Too much Growth Hormone could trigger an early onset of puberty, closing the growth plates and reducing the child’s final height. Whatever your physician advises, you may want to consider a second opinion, especially from a paediatric endocrinologist.

Causes for short stature

There are many possible causes for short stature. Each cause may or may not be treatable.

Familial
The most likely reason for a child to be short is because his or her parents are short. Children generally inherit all of their physical characteristics from their parents. Besides height, some of the most obvious are eye colour, hair colour, facial features and perhaps intelligence. Children from short parents can be expected to reach an adult height about the same as their parents. However, children often grow taller than their parents because today’s improved knowledge of nutrition and medical practices. Treatment with Human Growth Hormones is not indicated in these cases because the child’s growth hormone production is normal according to their physiology.

Constitutional Growth Delay
In Constitutional Growth Delay, children grow slowly at first. Then during puberty they grow quickly, reaching a normal height approximately the same as their parents. Boys are more likely to have Constitutional Growth Delay than girls. Children with Constitutional Growth Delay may experience growth spurts before they start school but do not catch up to their peers until puberty. Constitutional Growth Delay may run in families.

Growth Failure
These conditions indicate a problem with the child’s physiology and are grouped into three categories -Systemic, Endocrine and Congenital. Treatment may or may not be possible, depending on the specific condition.

Idiopathic Short Stature
When children do not demonstrate any symptoms, and test results do not indicate a problem, they are said to have idiopathic short stature. These children are physically and mentally normal, but they are short. Idiopathic short stature is uncommon. The effect of growth hormone treatment on children with Idiopathic Short Stature has been inconclusive. There is no evidence that treatment may increase their adult height and is not recommended by the medical community.

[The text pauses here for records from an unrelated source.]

#[cfg(test)]
mod tests {
    use std::sync::Arc;

    use tempopilot_ledger::Ledger;
    use tempopilot_types::SessionConfig;

    use super::*;
    use crate::executor::{ExecutorError, ScriptedExecutor};

    const AVA: &str = "0x031891A61200FedDd622EbACC10734BC90093B2A";

    async fn simulated() -> Orchestrator {
        let session = SessionContext::default();
        let mut orchestrator = Orchestrator::start(session, None).await.unwrap();
        orchestrator.set_caller(AVA).unwrap();
        orchestrator
    }

    async fn live(executor: impl TransferExecutor + 'static) -> Orchestrator {
        let mut orchestrator =
            Orchestrator::start(SessionContext::default(), Some(Box::new(executor)))
                .await
                .unwrap();
        orchestrator.set_caller(AVA).unwrap();
        orchestrator
    }

    #[tokio::test]
    async fn mode_selected_once_at_start() {
        let orchestrator = Orchestrator::start(SessionContext::default(), None).await.unwrap();
        assert_eq!(orchestrator.mode(), ExecutionMode::Simulated);
        let entry = orchestrator.audit_trail().latest().unwrap();
        assert_eq!(entry.operation, Operation::Session);
        assert_eq!(entry.severity, Severity::Warning);

        let unreachable: Box<dyn TransferExecutor> = Box::new(ScriptedExecutor::unreachable());
        let orchestrator = Orchestrator::start(SessionContext::default(), Some(unreachable))
            .await
            .unwrap();
        assert_eq!(orchestrator.mode(), ExecutionMode::Simulated);

        let orchestrator = live(ScriptedExecutor::new(42_431)).await;
        assert_eq!(orchestrator.mode(), ExecutionMode::Live);
    }

    #[tokio::test]
    async fn invalid_config_refused() {
        let mut config = SessionConfig::default();
        config.audit_capacity = 0;
        let err = Orchestrator::start(SessionContext::new(config), None)
            .await
            .err()
            .unwrap();
        assert!(matches!(err, TempoPilotError::Configuration(_)));
    }

    #[tokio::test]
    async fn network_check_statuses() {
        let mut orchestrator = simulated().await;
        assert_eq!(orchestrator.check_network().await, NetworkStatus::Simulated);

        let mut orchestrator = live(ScriptedExecutor::new(42_431)).await;
        assert_eq!(
            orchestrator.check_network().await,
            NetworkStatus::Ready { network_id: 42_431 }
        );

        let mut orchestrator = live(ScriptedExecutor::new(1)).await;
        assert_eq!(
            orchestrator.check_network().await,
            NetworkStatus::WrongNetwork {
                expected: 42_431,
                actual: 1
            }
        );
        assert_eq!(
            orchestrator.session().network_status,
            NetworkStatus::WrongNetwork {
                expected: 42_431,
                actual: 1
            }
        );
    }

    #[tokio::test]
    async fn validation_errors_are_not_audited() {
        let mut orchestrator = simulated().await;
        let before = orchestrator.audit_trail().len();

        let err = orchestrator.send_payment("sam", 0, None, false).await.unwrap_err();
        assert!(matches!(err, TempoPilotError::InvalidAmount { .. }));
        let err = orchestrator.send_payment("  ", 100, None, false).await.unwrap_err();
        assert!(matches!(err, TempoPilotError::MissingField("recipient")));
        let err = orchestrator
            .quote(&AssetId::alpha_usd(), &AssetId::alpha_usd(), Decimal::ONE)
            .await
            .unwrap_err();
        assert!(matches!(err, TempoPilotError::InvalidQuote { .. }));
        let err = orchestrator
            .execute_swap(&AssetId::alpha_usd(), &AssetId::beta_usd(), 10_001, 20)
            .await
            .unwrap_err();
        assert!(matches!(err, TempoPilotError::InvalidBps { value: 10_001 }));

        assert_eq!(orchestrator.audit_trail().len(), before);
    }

    #[tokio::test]
    async fn payment_requires_caller() {
        let mut orchestrator = Orchestrator::start(SessionContext::default(), None).await.unwrap();
        let err = orchestrator.send_payment("sam", 100, None, false).await.unwrap_err();
        assert!(matches!(err, TempoPilotError::CallerAddressRequired));
    }

    #[tokio::test]
    async fn simulated_payment_is_synthetic_and_warned() {
        let mut orchestrator = simulated().await;
        let outcome = orchestrator
            .send_payment("sam@example.com", 1_250, Some(""), true)
            .await
            .unwrap();
        let ExecutionOutcome::Simulated { tx } = &outcome else {
            panic!("expected simulated outcome, got {outcome:?}");
        };
        assert!(tx.is_synthetic());
        assert!(orchestrator.explorer_url(tx).is_none());

        let entry = orchestrator.audit_trail().latest().unwrap();
        assert_eq!(entry.severity, Severity::Warning);
        assert!(entry.message.starts_with("Simulated payment $12.50 -> 0x"));
        assert_eq!(
            entry.meta.as_ref().unwrap().memo.as_deref(),
            Some("TempoPilot Payment")
        );
    }

    #[tokio::test]
    async fn live_payment_passes_request_through() {
        let executor = Arc::new(ScriptedExecutor::new(42_431));
        let mut orchestrator = live(Arc::clone(&executor)).await;
        let outcome = orchestrator
            .send_payment("0x41A75fc9817AF9F2DB0c0e58C71Bc826339b3Acb", 2_500, Some("rent"), true)
            .await
            .unwrap();
        assert!(matches!(outcome, ExecutionOutcome::Committed { .. }));
        assert!(
            outcome
                .explorer_url(&orchestrator.session().config.explorer_base)
                .unwrap()
                .starts_with("https://explore.tempo.xyz/tx/0x")
        );

        let sent = executor.transfers();
        assert_eq!(sent.len(), 1);
        assert_eq!(sent[0].to.as_str(), "0x41a75fc9817af9f2db0c0e58c71bc826339b3acb");
        assert_eq!(sent[0].amount_units, 25_000_000);
        assert_eq!(sent[0].memo.text(), "rent");
        assert!(sent[0].fee_sponsored);
    }

    #[tokio::test]
    async fn failed_payment_becomes_outcome() {
        let executor = ScriptedExecutor::new(42_431);
        executor.push_outcome(Err(ExecutorError::InsufficientFunds("balance 0".into())));
        let mut orchestrator = live(executor).await;
        let outcome = orchestrator.send_payment("sam", 100, None, false).await.unwrap();
        let ExecutionOutcome::Failed { reason } = outcome else {
            panic!("expected failure");
        };
        assert!(reason.contains("TP_ERR_702"));
        assert_eq!(orchestrator.audit_trail().latest().unwrap().severity, Severity::Error);
    }

    #[tokio::test]
    async fn simulated_swap_auto_quotes_and_passes_guard() {
        let mut orchestrator = simulated().await;
        let outcome = orchestrator
            .execute_swap(&AssetId::alpha_usd(), &AssetId::beta_usd(), 50, 20)
            .await
            .unwrap();
        assert!(matches!(outcome, ExecutionOutcome::Simulated { .. }));

        let ops: Vec<Operation> = orchestrator
            .audit_trail()
            .entries()
            .map(|e| e.operation)
            .collect();
        assert_eq!(ops[ops.len() - 2..], [Operation::Quote, Operation::Swap]);
        let quote = orchestrator.session().last_quote.as_ref().unwrap();
        assert_eq!(quote.amount_out_units, 99_800_000);
    }

    #[tokio::test]
    async fn guard_blocks_excessive_impact() {
        let mut orchestrator = simulated().await;
        orchestrator
            .quote(&AssetId::alpha_usd(), &AssetId::beta_usd(), Decimal::from(100))
            .await
            .unwrap();
        let outcome = orchestrator
            .execute_swap(&AssetId::alpha_usd(), &AssetId::beta_usd(), 50, 19)
            .await
            .unwrap();
        let ExecutionOutcome::GuardBlocked {
            impact_bps,
            tolerance_bps,
            reason,
        } = outcome
        else {
            panic!("expected guard refusal, got {outcome:?}");
        };
        assert_eq!(impact_bps, Some(Decimal::from(20)));
        assert_eq!(tolerance_bps, 19);
        assert!(reason.starts_with("TP_ERR_300: Guard blocked swap: impact 20"));
        let entry = orchestrator.audit_trail().latest().unwrap();
        assert_eq!(entry.operation, Operation::Swap);
        assert_eq!(entry.severity, Severity::Error);
    }

    #[tokio::test]
    async fn stale_quote_blocks_swap() {
        let mut orchestrator = simulated().await;
        orchestrator
            .quote(&AssetId::alpha_usd(), &AssetId::beta_usd(), Decimal::from(5))
            .await
            .unwrap();
        let outcome = orchestrator
            .execute_swap(&AssetId::beta_usd(), &AssetId::alpha_usd(), 50, 10_000)
            .await
            .unwrap();
        assert!(matches!(
            outcome,
            ExecutionOutcome::GuardBlocked { impact_bps: None, .. }
        ));
    }

    #[tokio::test]
    async fn live_swap_sends_slippage_floor() {
        let executor = Arc::new(ScriptedExecutor::new(42_431).with_quote_rate(999, 1_000));
        let mut orchestrator = live(Arc::clone(&executor)).await;
        orchestrator
            .quote(&AssetId::alpha_usd(), &AssetId::beta_usd(), Decimal::from(100))
            .await
            .unwrap();
        let outcome = orchestrator
            .execute_swap(&AssetId::alpha_usd(), &AssetId::beta_usd(), 50, 20)
            .await
            .unwrap();
        assert!(matches!(outcome, ExecutionOutcome::Committed { .. }));

        let swaps = executor.swaps();
        assert_eq!(swaps[0].amount_in_units, 100_000_000);
        assert_eq!(swaps[0].min_amount_out_units, 99_400_500);
    }

    #[tokio::test]
    async fn simulated_balances_refresh() {
        let mut orchestrator = simulated().await;
        let balances = orchestrator.refresh_balances().await.unwrap().unwrap();
        assert_eq!(balances.payment, 100_000_000);
        assert_eq!(orchestrator.session().wallet_balances, Some(balances));
    }

    #[tokio::test]
    async fn starter_group_settles_only_callers_legs() {
        let ledger = Ledger::starter();
        let legs = ledger.settlement_legs().unwrap();
        let mut orchestrator = simulated().await;
        let sam = Address::parse(Ledger::DEMO_WALLETS[2]).unwrap();

        let summary = orchestrator.run_settlement(&legs, &sam).await.unwrap();
        assert_eq!(summary.executed_count, 1);
        assert_eq!(summary.skipped_count, 1);
        assert_eq!(summary.plan_root, plan_root_hex(&ledger.settlement_plan().unwrap()));

        let entry = orchestrator.audit_trail().latest().unwrap();
        assert_eq!(entry.operation, Operation::Settlement);
        assert_eq!(entry.message, "Simulated settlement Sam -> Ava $55.00");
        let meta = entry.meta.as_ref().unwrap();
        assert!(meta.memo.as_deref().unwrap().starts_with("SPLIT|Sam|Ava|"));
        assert_eq!(meta.plan_root.as_deref(), Some(summary.plan_root.as_str()));

        let err = orchestrator.run_settlement(&[], &sam).await.unwrap_err();
        assert!(matches!(err, TempoPilotError::NothingToSettle));
    }

    #[tokio::test]
    async fn rerun_does_not_pay_committed_leg_again() {
        let ledger = Ledger::starter();
        let legs = ledger.settlement_legs().unwrap();
        let executor = Arc::new(ScriptedExecutor::new(42_431));
        let mut orchestrator = live(Arc::clone(&executor)).await;
        let sam = orchestrator.set_caller(Ledger::DEMO_WALLETS[2]).unwrap();

        let first = orchestrator.run_settlement(&legs, &sam).await.unwrap();
        assert_eq!(first.executed_count, 1);
        assert_eq!(first.already_settled_count, 0);
        let audited = orchestrator.audit_trail().len();

        let second = orchestrator.run_settlement(&legs, &sam).await.unwrap();
        assert_eq!(second.executed_count, 0);
        assert_eq!(second.failed_count, 0);
        assert_eq!(second.skipped_count, 1);
        assert_eq!(second.already_settled_count, 1);
        assert_eq!(second.plan_root, first.plan_root);

        assert_eq!(executor.transfers().len(), 1, "the $55.00 leg was paid once");
        assert_eq!(orchestrator.audit_trail().len(), audited);
    }

    #[tokio::test]
    async fn failed_leg_is_retried_on_rerun() {
        let ledger = Ledger::starter();
        let legs = ledger.settlement_legs().unwrap();
        let executor = Arc::new(ScriptedExecutor::new(42_431));
        executor.push_outcome(Err(ExecutorError::Timeout("no receipt".into())));
        let mut orchestrator = live(Arc::clone(&executor)).await;
        let sam = orchestrator.set_caller(Ledger::DEMO_WALLETS[2]).unwrap();

        let first = orchestrator.run_settlement(&legs, &sam).await.unwrap();
        assert_eq!(first.failed_count, 1);

        let second = orchestrator.run_settlement(&legs, &sam).await.unwrap();
        assert_eq!(second.executed_count, 1);
        assert_eq!(second.already_settled_count, 0);

        let third = orchestrator.run_settlement(&legs, &sam).await.unwrap();
        assert_eq!(third.executed_count, 0);
        assert_eq!(third.already_settled_count, 1);
        assert_eq!(executor.transfers().len(), 2);
    }

    #[tokio::test]
    async fn unmeasurable_impact_blocks_swap() {
        let executor = Arc::new(ScriptedExecutor::new(42_431).with_quote_rate(10u128.pow(28), 1));
        let mut orchestrator = live(Arc::clone(&executor)).await;
        let quote = orchestrator
            .quote(&AssetId::alpha_usd(), &AssetId::beta_usd(), Decimal::new(1, 6))
            .await
            .unwrap();
        assert!(matches!(quote, QuoteOutcome::Live { .. }));

        let outcome = orchestrator
            .execute_swap(&AssetId::alpha_usd(), &AssetId::beta_usd(), 50, 20)
            .await
            .unwrap();
        let ExecutionOutcome::GuardBlocked { impact_bps, reason, .. } = outcome else {
            panic!("expected guard refusal, got {outcome:?}");
        };
        assert_eq!(impact_bps, None);
        assert!(reason.starts_with("TP_ERR_303"));
        assert!(executor.swaps().is_empty());
        let entry = orchestrator.audit_trail().latest().unwrap();
        assert_eq!(entry.operation, Operation::Swap);
        assert_eq!(entry.severity, Severity::Error);
    }
}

Understanding Children’s Growth

Our society places a high value on a person’s height, almost more than any other characteristic. Children who are shorter than their peers face significant challenges. They are often teased, and are on the receiving end of name-calling and prejudice. They may deal with their frustration by becoming depressed, angry, or aggressive. If they do not experience a growth spurt, they will face other challenges as adults. Parents need to be aware of these challenges so they can help their children become happy and productive. Administering Human Growth Hormone is one treatment, in certain cases, but we also explore other ways that parents can help their children. Genetics play the most important role in determining a child’s final height but there are some common sense steps parents can take to maximise their children’s growth. Growing children should:

1. Eat healthy food.

2. Get a good night’s sleep.

3. Get plenty of exercise. Without exercise, nutrition goes into building fat instead of height.

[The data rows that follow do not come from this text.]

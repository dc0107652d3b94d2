//! Module loading from the local cache.
//!
//! Loading a resolved URL is a two-step sequence: ask the materialization
//! collaborator to ensure the cached artifact exists, then read the text at
//! the mapped cache path. The fetch/compile step itself lives outside this
//! library; [`Materializer::materialize`] returning `Ok` is the completion
//! signal that the artifact is on disk.

use crate::cache::cache_path;
use crate::error::Error;
use crate::plugin::{LoaderKind, ModuleSource};
use log::debug;
use std::path::{Path, PathBuf};
use url::Url;

/// External fetch/compile collaborator.
///
/// Implementations download, transpile, or otherwise produce the cached
/// artifact for a URL at [`cache_path`]`(url, root)`. A failure propagates
/// uncaught and is fatal for that module's build.
pub trait Materializer: Send + Sync {
    fn materialize(&self, url: &Url, cache_root: &Path) -> Result<(), Error>;
}

/// Materializer for hosts that populate the cache out of band.
///
/// Assumes every artifact is already on disk; loading a URL that was never
/// materialized surfaces as a cache-read error.
#[derive(Debug, Default)]
pub struct NoopMaterializer;

impl Materializer for NoopMaterializer {
    fn materialize(&self, _url: &Url, _cache_root: &Path) -> Result<(), Error> {
        Ok(())
    }
}

/// Reads resolved modules out of the local cache.
pub struct ModuleLoader {
    cache_root: PathBuf,
    materializer: Box<dyn Materializer>,
}

impl ModuleLoader {
    #[must_use]
    pub fn new(cache_root: PathBuf, materializer: Box<dyn Materializer>) -> Self {
        Self {
            cache_root,
            materializer,
        }
    }

    /// The cache root this loader reads from.
    #[must_use]
    pub fn cache_root(&self) -> &Path {
        &self.cache_root
    }

    /// Materialize and read the module at `url`.
    ///
    /// The loader kind is inferred from the URL's extension, not from the
    /// cache file (cache files carry no extension). Contents are exactly
    /// the bytes found at the mapped path, decoded as UTF-8 text; a missing
    /// or unreadable file is an error, never empty output.
    pub fn load(&self, url: &Url) -> Result<ModuleSource, Error> {
        self.materializer.materialize(url, &self.cache_root)?;

        let local = cache_path(url, &self.cache_root);
        let contents = std::fs::read_to_string(&local).map_err(|source| Error::CacheRead {
            path: local.clone(),
            source,
        })?;

        let loader = LoaderKind::from_url(url);
        debug!("loaded {url} from {} as {}", local.display(), loader.as_str());

        Ok(ModuleSource { loader, contents })
    }
}

impl std::fmt::Debug for ModuleLoader {
    fn fmt(&self, f: &mut std::fmt::Formatter<'_>) -> std::fmt::Result {
        f.debug_struct("ModuleLoader")
            .field("cache_root", &self.cache_root)
            .finish_non_exhaustive()
    }
}

#[cfg(test)]
mod tests {
    use super::*;
    use tempfile::tempdir;

    /// Materializer that writes fixed contents to the mapped cache path.
    struct WritingMaterializer {
        contents: &'static str,
    }

    impl Materializer for WritingMaterializer {
        fn materialize(&self, url: &Url, cache_root: &Path) -> Result<(), Error> {
            let path = cache_path(url, cache_root);
            std::fs::create_dir_all(path.parent().unwrap()).unwrap();
            std::fs::write(&path, self.contents).unwrap();
            Ok(())
        }
    }

    struct FailingMaterializer;

    impl Materializer for FailingMaterializer {
        fn materialize(&self, url: &Url, _cache_root: &Path) -> Result<(), Error> {
            Err(Error::Materialize {
                url: url.to_string(),
                source: "network unreachable".into(),
            })
        }
    }

    #[test]
    fn test_load_reads_materialized_module() {
        let dir = tempdir().unwrap();
        let loader = ModuleLoader::new(
            dir.path().to_path_buf(),
            Box::new(WritingMaterializer {
                contents: "export class Translator {}",
            }),
        );

        let url = Url::parse("https://example.com/i18n@1.1/src/translator.ts").unwrap();
        let source = loader.load(&url).unwrap();

        assert_eq!(source.loader, LoaderKind::Ts);
        assert_eq!(source.contents, "export class Translator {}");
    }

    #[test]
    fn test_load_infers_loader_from_url_not_cache_file() {
        let dir = tempdir().unwrap();
        let loader = ModuleLoader::new(
            dir.path().to_path_buf(),
            Box::new(WritingMaterializer { contents: "1" }),
        );

        // The cache file has no extension; the tsx kind comes from the URL.
        let url = Url::parse("https://example.com/app/view.tsx").unwrap();
        assert_eq!(loader.load(&url).unwrap().loader, LoaderKind::Tsx);
    }

    #[test]
    fn test_load_missing_cache_file() {
        let dir = tempdir().unwrap();
        let loader = ModuleLoader::new(dir.path().to_path_buf(), Box::new(NoopMaterializer));

        let url = Url::parse("https://example.com/never/materialized.ts").unwrap();
        let err = loader.load(&url).unwrap_err();
        assert!(matches!(err, Error::CacheRead { .. }));
    }

    #[test]
    fn test_materialize_failure_propagates() {
        let dir = tempdir().unwrap();
        let loader = ModuleLoader::new(dir.path().to_path_buf(), Box::new(FailingMaterializer));

        let url = Url::parse("https://example.com/mod.ts").unwrap();
        let err = loader.load(&url).unwrap_err();
        assert!(matches!(err, Error::Materialize { .. }));
    }
}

4. Don’t smoke! Second-hand smoke has also been linked to reduced growth.

If you are concerned about a child’s growth, the first thing you should do is contact the paediatrician. Depending on a child’s age and height, the paediatrician may decide to begin diagnostics or refer you to a paediatric endocrinologist. A paediatric endocrinologist specialises in the hormone system of children. The hormone system regulates growth in children, as well as many other biological functions. It will be helpful to the physician if you provide information about your child’s growth patterns. This could be as easy as providinga representation of the wall or door you use to measure a child’s height, since he or she began to stand. The information presented here is meant to help parents discuss their child’s growth with their paediatrician. It is not a substitute for those discussions. The physician should first discuss with you the possible causes of short stature. It is important to not jump to conclusions. Allow enough time for the physician to conduct the right tests. Testing may require six months to a year and may include detailed recording of height changes over time.